To build Neural Networks (NNs) on edge devices, Binarized Neural Network (BNN) has been proposed on the software side, while Computing-in-Memory (CiM) architecture has been proposed on the hardware side. For use on CiM architecture-based BNN, Magnetic Random Access Memory (MRAM) has been attracting interest thanks to its low power consumption and fast write operation. In this study, we propose a new BNN training algorithm utilizing ternarized gradients (TGBNN) for MRAM-based CiM architecture to enable both training BNN and inference on edge devices. TGBNN has only ternary gradients, binary weights, binary activations, binary inputs in both training and inference phases.

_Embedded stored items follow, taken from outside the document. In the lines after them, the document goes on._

//! ransom-sentry: hash-signature ransomware detection.
//!
//! This is the main entry point for the CLI application.

use ransom_sentry::core::config::Config;
use ransom_sentry::core::error::{Error, Result};
use ransom_sentry::core::types::{ScanStatus, ScanSummary};
use ransom_sentry::detection::signature::{read_feed, Signature};
use ransom_sentry::detection::{HashAlgorithm, SharedStore, SignatureStore};
use ransom_sentry::scanner::FileScanner;
use ransom_sentry::ui::cli::{
    Cli, Commands, ConfigAction, OutputFormat, SignatureAction, SignatureSource,
};
use ransom_sentry::utils::hash::HashEngine;
use ransom_sentry::utils::logging::{init_logging, LogConfig};
use std::collections::BTreeSet;
use std::path::{Path, PathBuf};
use std::process::ExitCode;
use std::sync::Arc;

/// At least one file could not be scanned; its status is unknown.
const EXIT_INDETERMINATE: u8 = 2;
/// At least one file matched a signature.
const EXIT_MATCH: u8 = 3;

#[tokio::main]
async fn main() -> ExitCode {
    match run().await {
        Ok(code) => code,
        Err(e) => {
            eprintln!("Error: {}", e);
            if let Some(hint) = e.suggestion() {
                eprintln!("Hint: {}", hint);
            }
            ExitCode::FAILURE
        }
    }
}

async fn run() -> Result<ExitCode> {
    let cli = Cli::parse_args();

    let config = Config::resolve(cli.config.as_deref())?;
    config.validate()?;

    let log_config = if cli.verbose {
        LogConfig::verbose()
    } else {
        LogConfig::from_config(&config)
    };
    init_logging(log_config);

    log::debug!("ransom-sentry v{}", env!("CARGO_PKG_VERSION"));

    match cli.command {
        Some(Commands::Scan {
            paths,
            source,
            chunk_size,
        }) => run_scan(config, paths, &source, chunk_size, cli.format).await,
        Some(Commands::Hash { file, algorithms }) => {
            run_hash(&file, &algorithms, cli.format).map(|()| ExitCode::SUCCESS)
        }
        Some(Commands::Signatures { action }) => {
            run_signatures(action, &config, cli.format).map(|()| ExitCode::SUCCESS)
        }
        Some(Commands::Config { action }) => {
            run_config(action, &config).map(|()| ExitCode::SUCCESS)
        }
        Some(Commands::Info) => run_info(&config).map(|()| ExitCode::SUCCESS),
        None => {
            println!("ransom-sentry - Hash-Signature Ransomware Detection");
            println!();
            println!("Use --help for usage information");
            println!();
            println!("Quick start:");
            println!("  ransom-sentry scan <FILE>...            Scan files against known ransomware");
            println!("  ransom-sentry hash <FILE>               Print a file's digests");
            println!("  ransom-sentry signatures check <FEED>   Validate a signature feed");
            Ok(ExitCode::SUCCESS)
        }
    }
}

/// Apply command-line signature options on top of the configuration.
fn store_config(config: &Config, source: &SignatureSource) -> Config {
    let mut config = config.clone();
    if source.no_builtin {
        config.signatures.use_builtin = false;
    }
    config.signatures.feeds.extend(source.signatures.iter().cloned());
    config
}

/// Run a scan.
async fn run_scan(
    config: Config,
    paths: Vec<PathBuf>,
    source: &SignatureSource,
    chunk_size: Option<usize>,
    format: OutputFormat,
) -> Result<ExitCode> {
    let config = store_config(&config, source);

    let store = config.build_store()?;
    let mut scanner = FileScanner::new(Arc::new(config), SharedStore::new(store));
    if let Some(bytes) = chunk_size {
        scanner = scanner.with_chunk_size(bytes);
    }

    log::info!("Scanning {} path(s)...", paths.len());
    let summary = scanner.scan_paths(paths).await?;

    match format {
        OutputFormat::Json => println!("{}", serde_json::to_string_pretty(&summary)?),
        OutputFormat::Text => print_summary(&summary),
    }

    let code = if !summary.detections.is_empty() {
        ExitCode::from(EXIT_MATCH)
    } else if !summary.is_clean() {
        ExitCode::from(EXIT_INDETERMINATE)
    } else {
        ExitCode::SUCCESS
    };
    Ok(code)
}

fn print_summary(summary: &ScanSummary) {
    for report in &summary.detections {
        let names: Vec<String> = report.result.matches().iter().map(Signature::to_string).collect();
        println!("WARNING  {}", report.path.display());
        for name in names {
            println!("         matched {}", name);
        }
    }
    for failure in summary.failures.iter().chain(&summary.skipped) {
        println!("UNKNOWN  {} ({})", failure.path.display(), failure.error);
    }

    println!();
    println!("=== Scan Complete ===");
    println!("Scan ID:         {}", summary.scan_id);
    println!("Status:          {:?}", summary.status);
    println!("Signatures:      {}", summary.signatures_loaded);
    println!("Files Scanned:   {}", summary.files_scanned);
    println!("Bytes Scanned:   {}", summary.bytes_scanned);
    println!("Matches:         {}", summary.detections.len());
    println!("Not Scanned:     {}", summary.failures.len());
    println!("Skipped (size):  {}", summary.skipped.len());
    if let Some(duration) = summary.duration_ms() {
        println!("Duration:        {} ms", duration);
    }

    if summary.status == ScanStatus::Cancelled {
        println!("Result:          INCOMPLETE - scan was cancelled");
    } else if !summary.detections.is_empty() {
        println!("Result:          WARNING - known ransomware found");
    } else if !summary.failures.is_empty() || !summary.skipped.is_empty() {
        println!("Result:          INDETERMINATE - some files could not be scanned");
    } else {
        println!("Result:          CLEAN");
    }
}

/// Print digests of a file.
fn run_hash(file: &Path, algorithms: &[String], format: OutputFormat) -> Result<()> {
    let algs: BTreeSet<HashAlgorithm> = if algorithms.is_empty() {
        HashAlgorithm::ALL.into_iter().collect()
    } else {
        algorithms
            .iter()
            .map(|a| HashAlgorithm::parse(a))
            .collect::<Result<_>>()?
    };

    let digests = HashEngine::new().hash_file(file, &algs)?;

    match format {
        OutputFormat::Json => println!("{}", serde_json::to_string_pretty(&digests)?),
        OutputFormat::Text => {
            for digest in digests.iter() {
                println!("{:<8} {}", digest.algorithm().as_str(), digest.to_hex());
            }
        }
    }
    Ok(())
}

/// Handle signature commands.
fn run_signatures(action: SignatureAction, config: &Config, format: OutputFormat) -> Result<()> {
    match action {
        SignatureAction::List { source } => {
            let store = store_config(config, &source).build_store()?;
            match format {
                OutputFormat::Json => {
                    let sigs: Vec<&Signature> = store.iter().collect();
                    println!("{}", serde_json::to_string_pretty(&sigs)?);
                }
                OutputFormat::Text => {
                    for sig in store.iter() {
                        println!("{:<8} {} {}", sig.algorithm().as_str(), sig.digest.to_hex(), sig.display_name());
                    }
                    println!();
                    println!("{} signature(s)", store.len());
                }
            }
        }
        SignatureAction::Check { file } => {
            if !file.exists() {
                return Err(Error::PathNotFound(file));
            }
            let entries = read_feed(&file)?;
            let mut store = SignatureStore::new();
            let report = store.load_entries(&entries)?;
            println!("{}: OK", file.display());
            println!("  {}", report);
            for alg in store.required_algorithms() {
                println!("  {:<8} {}", alg.as_str(), store.count_for(alg));
            }
        }
    }
    Ok(())
}

/// Handle configuration commands.
fn run_config(action: ConfigAction, config: &Config) -> Result<()> {
    match action {
        ConfigAction::Show => {
            println!("{}", serde_json::to_string_pretty(config)?);
        }
        ConfigAction::Reset { yes } => {
            if !yes {
                println!("Re-run with --yes to overwrite {}", Config::default_config_path().display());
                return Ok(());
            }
            log::info!("Resetting configuration to defaults...");
            Config::default().save(&Config::default_config_path())?;
            println!("Configuration reset to defaults.");
        }
        ConfigAction::Path => {
            println!("{}", Config::default_config_path().display());
        }
    }
    Ok(())
}

/// Show application information.
fn run_info(config: &Config) -> Result<()> {
    println!("ransom-sentry - Hash-Signature Ransomware Detection");
    println!();
    println!("Version:          {}", env!("CARGO_PKG_VERSION"));
    println!("Config Path:      {}", Config::default_config_path().display());
    println!("Data Directory:   {}", Config::data_dir().display());
    println!();
    println!("Signature Settings:");
    println!("  Built-in:       {}", config.signatures.use_builtin);
    println!("  Feeds:          {}", config.signatures.feeds.len());
    println!();
    println!("Scan Settings:");
    println!("  Chunk Size:     {} KB", config.scan.chunk_size_kb);
    println!("  Max File Size:  {} MB", config.scan.skip_large_files_mb);
    println!("  Threads:        {}", config.scan.scan_threads);
    println!(
        "  Algorithms:     {}",
        HashAlgorithm::ALL
            .iter()
            .map(|a| a.as_str())
            .collect::<Vec<_>>()
            .join(", ")
    );
    Ok(())
}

In other words, real-valued weights and real-valued gradients, which are necessary on conventional BNNs in the training phase, never appear on our BNN. TGBNN uses three key techniques: ternarized gradients, improved straight through estimator, and stochastic weights update. In addition, to build TGBNN on edge devices, we propose a new MRAM-based CiM architecture. Our MRAM array consists of an MRAM cell-based XNOR gate utilizing Voltage Controlled Magnetic Anisotropy (VCMA) and MRAM cell-based stochastic updating utilizing Spin Orbit Torque (SOT). Owning to our MRAM-based CiM architecture, we can halve the scale of the Multiply-and-Accumulate (MAC) operation circuit in comparison with the conventional method. Lastly, we evaluated TGBNN on our MRAM utilizing the MNIST handwriting dataset. The result showed that the accuracy of TGBNN was only 0.92 % lower than that of regular BNN has the same structure, and the training of TGBNN can converge faster than it of regular BNN. In addition, we found 88.28 % accuracy with ECOC-based learning TGBNN. Therefore, we can build a BNN on the edge side in both inference and training phases owning to TGBNN on our MRAM-based CiM architecture.